But Edward Cantu and Lee Jussim have patiently demonstrated that the academic “literature” undergirding this depiction is too full of holes to even begin to serve as the basis for societal reform. This is frankly obvious from reading almost any of the work in question – I recommend taking up just one such article and noting the hopeless circularity of argumentation – but Cantu and Jussim have done a useful job in summarizing the lot of it. The literature ignores legions of black people it surveys who deny that acts are microaggressions, does not show that supposed microaggressions correlate with racist sentiment of any kind, is based on tiny sample sizes, is never replicated, and explains away discrepancies with glum little speculations that would not pass as scientific reasoning among any evaluators not cowed by The Elect.

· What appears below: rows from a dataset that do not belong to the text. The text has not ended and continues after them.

//! Page body rendering.
//!
//! [`HtmlContent`] turns each [`SiteNode`] into the HTML fragment placed
//! inside the page shell. It only reads the classified, resolved view the
//! site tree already carries.

use std::fmt::Write;

use html_escape::{encode_double_quoted_attribute, encode_text};
use refdoc_model::{Documented, TypeDef, TypeKind};
use refdoc_site::naming::{group_slug, namespace_slug};
use refdoc_site::{
    Classification, ExtensionGroup, MemberKind, MemberRef, Origin, Page, SiteNode, ViewedMember,
    member_label,
};

use crate::printer::TypePrinter;

/// Produces the body fragment of a page.
pub trait ContentRenderer: Sync {
    /// Render the body of a node's page.
    fn render(&self, node: &SiteNode<'_>) -> String;
}

/// HTML body renderer.
#[derive(Clone, Copy, Debug)]
pub struct HtmlContent<'r, 'a> {
    printer: TypePrinter<'r, 'a>,
}

impl ContentRenderer for HtmlContent<'_, '_> {
    fn render(&self, node: &SiteNode<'_>) -> String {
        match &node.page {
            Page::Root => self.root(node),
            Page::Namespace { name, types } => self.namespace(node, name, types),
            Page::ExtensionMethods { namespace, groups } => self.extension_methods(namespace, groups),
            Page::Type { ty, classification } => self.type_page(ty, classification),
            Page::MemberGroup { ty, kind, members } => self.member_group(ty, *kind, members),
            Page::Member(member) => self.member(member),
        }
    }
}

impl<'r, 'a> HtmlContent<'r, 'a> {
    /// Create a renderer printing declarations with `printer`.
    pub fn new(printer: TypePrinter<'r, 'a>) -> Self {
        Self { printer }
    }

    fn href(&self, slug: &refdoc_site::Slug) -> String {
        self.printer.resolver().href(slug)
    }

    fn root(&self, node: &SiteNode<'_>) -> String {
        let mut html = String::from("<h1>Namespaces</h1>\n");
        if node.children.is_empty() {
            html.push_str("<p class=\"empty\">No documented namespaces.</p>\n");
            return html;
        }

        html.push_str("<table class=\"listing\">\n<tr><th>Namespace</th><th>Types</th></tr>\n");
        for child in &node.children {
            let count = match &child.page {
                Page::Namespace { types, .. } => types.len(),
                _ => 0,
            };
            let _ = writeln!(
                html,
                "<tr><td>{}</td><td>{count}</td></tr>",
                anchor(&self.href(&child.slug), &child.label)
            );
        }
        html.push_str("</table>\n");
        html
    }

    fn namespace(&self, node: &SiteNode<'_>, name: &str, types: &[TypeDef]) -> String {
        let mut html = format!("<h1>{} Namespace</h1>\n", encode_text(&node.label));

        for (kind, heading) in [
            (TypeKind::Class, "Classes"),
            (TypeKind::Struct, "Structs"),
            (TypeKind::Interface, "Interfaces"),
            (TypeKind::Enum, "Enums"),
        ] {
            let of_kind: Vec<&TypeDef> = types.iter().filter(|t| t.kind == kind).collect();
            if of_kind.is_empty() {
                continue;
            }
            let _ = writeln!(html, "<h2>{heading}</h2>");
            html.push_str("<table class=\"listing\">\n");
            for ty in of_kind {
                let _ = writeln!(
                    html,
                    "<tr><td>{}</td><td>{}</td></tr>",
                    self.printer.type_def(ty),
                    summary_inline(ty.summary())
                );
            }
            html.push_str("</table>\n");
        }

        let extensions = node
            .children
            .iter()
            .find(|child| matches!(child.page, Page::ExtensionMethods { .. }));
        if let Some(extensions) = extensions {
            let _ = writeln!(
                html,
                "<h2>Extension Methods</h2>\n<p>{}</p>",
                anchor(
                    &self.href(&extensions.slug),
                    &format!("Extension methods declared in {name}")
                )
            );
        }
        html
    }

    fn extension_methods(&self, namespace: &str, groups: &[ExtensionGroup<'_>]) -> String {
        let mut html = format!("<h1>{} Extension Methods</h1>\n", encode_text(namespace));
        for group in groups {
            let _ = writeln!(html, "<h2>Extensions for {}</h2>", self.printer.type_ref(group.target));
            html.push_str(&self.member_table(&group.methods));
        }
        html
    }

    fn type_page(&self, ty: &TypeDef, classification: &Classification<'_>) -> String {
        let mut html = format!(
            "<h1>{} {}</h1>\n",
            encode_text(&ty.display_name()),
            kind_title(ty.kind)
        );
        html.push_str(&summary_block(ty.summary()));
        let _ = writeln!(
            html,
            "<p class=\"namespace\">Namespace: {}</p>",
            anchor(&self.href(&namespace_slug(&ty.namespace)), namespace_label(&ty.namespace))
        );
        html.push_str(&syntax_block(&self.printer.type_syntax(ty)));

        if let Some(base) = classification.base_type {
            let _ = writeln!(
                html,
                "<p class=\"inherits\">Inherits from {}</p>",
                self.printer.type_ref(base)
            );
        }
        self.type_list(&mut html, "Derived Types", &classification.derived_types);
        if !classification.implemented_interfaces.is_empty() {
            html.push_str("<h2>Implements</h2>\n<ul>\n");
            for interface in &classification.implemented_interfaces {
                let _ = writeln!(html, "<li>{}</li>", self.printer.type_ref(interface));
            }
            html.push_str("</ul>\n");
        }
        self.type_list(&mut html, "Implementors", &classification.implementors);

        if ty.kind == TypeKind::Enum {
            html.push_str(&enum_values(ty));
            return html;
        }

        for kind in MemberKind::ALL {
            let members: Vec<ViewedMember<'_>> = classification.members(kind).copied().collect();
            if members.is_empty() {
                continue;
            }
            let _ = writeln!(
                html,
                "<h2>{}</h2>",
                anchor(&self.href(&group_slug(ty, kind)), kind.label())
            );
            html.push_str(&self.member_table(&members));
        }
        html
    }

    fn type_list(&self, html: &mut String, heading: &str, types: &[&TypeDef]) {
        if types.is_empty() {
            return;
        }
        let _ = writeln!(html, "<h2>{heading}</h2>\n<ul>");
        for ty in types {
            let _ = writeln!(html, "<li>{}</li>", self.printer.type_def(ty));
        }
        html.push_str("</ul>\n");
    }

    fn member_group(&self, ty: &TypeDef, kind: MemberKind, members: &[ViewedMember<'_>]) -> String {
        let mut html = format!(
            "<h1>{} {}</h1>\n",
            self.printer.type_def(ty),
            kind.label()
        );
        html.push_str(&self.member_table(members));
        html
    }

    fn member_table(&self, members: &[ViewedMember<'_>]) -> String {
        let mut html = String::from("<table class=\"members\">\n");
        for member in members {
            let caption = match member.origin {
                Origin::Declared => String::new(),
                Origin::Inherited => format!(
                    " <span class=\"origin\">(inherited from {})</span>",
                    self.printer.type_def(member.owner)
                ),
                Origin::Extension => format!(
                    " <span class=\"origin\">(extension from {})</span>",
                    self.printer.type_def(member.owner)
                ),
            };
            let _ = writeln!(
                html,
                "<tr><td>{}{caption}</td><td>{}</td></tr>",
                anchor(&self.href(&member.slug()), &member_label(member)),
                summary_inline(member.summary())
            );
        }
        html.push_str("</table>\n");
        html
    }

    fn member(&self, member: &ViewedMember<'_>) -> String {
        let owner = member.owner;
        let mut html = format!(
            "<h1>{}.{} {}</h1>\n",
            encode_text(&owner.display_name()),
            encode_text(&member_label(member)),
            kind_word(member)
        );
        html.push_str(&summary_block(member.summary()));
        let _ = writeln!(
            html,
            "<p class=\"declaring-type\">Declared in {}</p>",
            self.printer.type_def(owner)
        );

        let (syntax, parameters, returns) = match member.member {
            MemberRef::Constructor(ctor) => (
                self.printer.constructor_syntax(owner, ctor),
                ctor.parameters.as_slice(),
                None,
            ),
            MemberRef::Property(property) => (
                self.printer.property_syntax(owner, property),
                [].as_slice(),
                Some(&property.property_type),
            ),
            MemberRef::Method(method) => (
                self.printer.method_syntax(owner, method),
                method.parameters.as_slice(),
                Some(&method.return_type),
            ),
        };
        html.push_str(&syntax_block(&syntax));

        if !parameters.is_empty() {
            html.push_str("<h2>Parameters</h2>\n<dl class=\"parameters\">\n");
            for parameter in parameters {
                let _ = writeln!(
                    html,
                    "<dt>{}</dt><dd>{}</dd>",
                    encode_text(&parameter.name),
                    self.printer.type_ref(&parameter.parameter_type)
                );
            }
            html.push_str("</dl>\n");
        }
        if let Some(returns) = returns {
            let heading = match member.member {
                MemberRef::Property(_) => "Property Value",
                _ => "Returns",
            };
            let _ = writeln!(html, "<h2>{heading}</h2>\n<p>{}</p>", self.printer.type_ref(returns));
        }
        html
    }
}

fn anchor(href: &str, label: &str) -> String {
    format!(
        "<a href=\"{}\">{}</a>",
        encode_double_quoted_attribute(href),
        encode_text(label)
    )
}

/// Summary paragraph, or an explicit empty placeholder.
fn summary_block(summary: Option<&str>) -> String {
    match summary {
        Some(text) => format!("<p class=\"summary\">{}</p>\n", encode_text(text)),
        None => "<p class=\"summary empty\"></p>\n".to_owned(),
    }
}

fn summary_inline(summary: Option<&str>) -> String {
    summary.map(|s| encode_text(s).into_owned()).unwrap_or_default()
}

fn syntax_block(syntax: &str) -> String {
    format!("<h2>Syntax</h2>\n<pre class=\"syntax\"><code>{syntax}</code></pre>\n")
}

fn enum_values(ty: &TypeDef) -> String {
    if ty.enum_values.is_empty() {
        return String::new();
    }
    let mut html = String::from(
        "<h2>Values</h2>\n<table class=\"enum-values\">\n<tr><th>Name</th><th>Value</th><th>Description</th></tr>\n",
    );
    for value in &ty.enum_values {
        let _ = writeln!(
            html,
            "<tr><td>{}</td><td>{}</td><td>{}</td></tr>",
            encode_text(&value.name),
            value.value,
            summary_inline(value.summary())
        );
    }
    html.push_str("</table>\n");
    html
}

fn kind_title(kind: TypeKind) -> &'static str {
    match kind {
        TypeKind::Class => "Class",
        TypeKind::Struct => "Struct",
        TypeKind::Interface => "Interface",
        TypeKind::Enum => "Enum",
    }
}

fn kind_word(member: &ViewedMember<'_>) -> &'static str {
    match member.member {
        MemberRef::Constructor(_) => "Constructor",
        MemberRef::Property(_) => "Property",
        MemberRef::Method(_) => "Method",
    }
}

fn namespace_label(namespace: &str) -> &str {
    if namespace.is_empty() {
        refdoc_site::GLOBAL_NAMESPACE_LABEL
    } else {
        namespace
    }
}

I’ll let the authors speak for themselves:
“Microaggression research provides a veneer of scientific credibility to vested critical premises, as those studies have statistics, p-values, and reliability coefficients, all useful for creating the appearance of scientific foundations for assumptions, so long as one does not examine the methodological details too closely. But the undertone of much microaggression research is not one of caution commensurate with the guardrails normally imposed by the scientific method.”
Yet nationwide, institutions are turning themselves upside down with a blithe assumption that black existence is deeply imprinted by the endless assault of these microaggressions. We can be sure that arguments such as Cantu and Jussim’s will be ignored, despite that if there were a single teeny article somewhere claiming that microaggressions were “the New Jim Crow,” that one would be endlessly assigned to parents and students as “proof.” (One way we know that is that the foundational article on “white privilege” appeared in Peace and Freedom Magazine.)
Another example – the jury has long been in: “diversity, equity and inclusion” training programs simply do not work. This has been proven by many scientific surveys. These programs neither further diversify the workplace nor foster interethnic harmony (and in fact, if anything, increase it).
This literature has no effect on the flowering of these programs nationwide.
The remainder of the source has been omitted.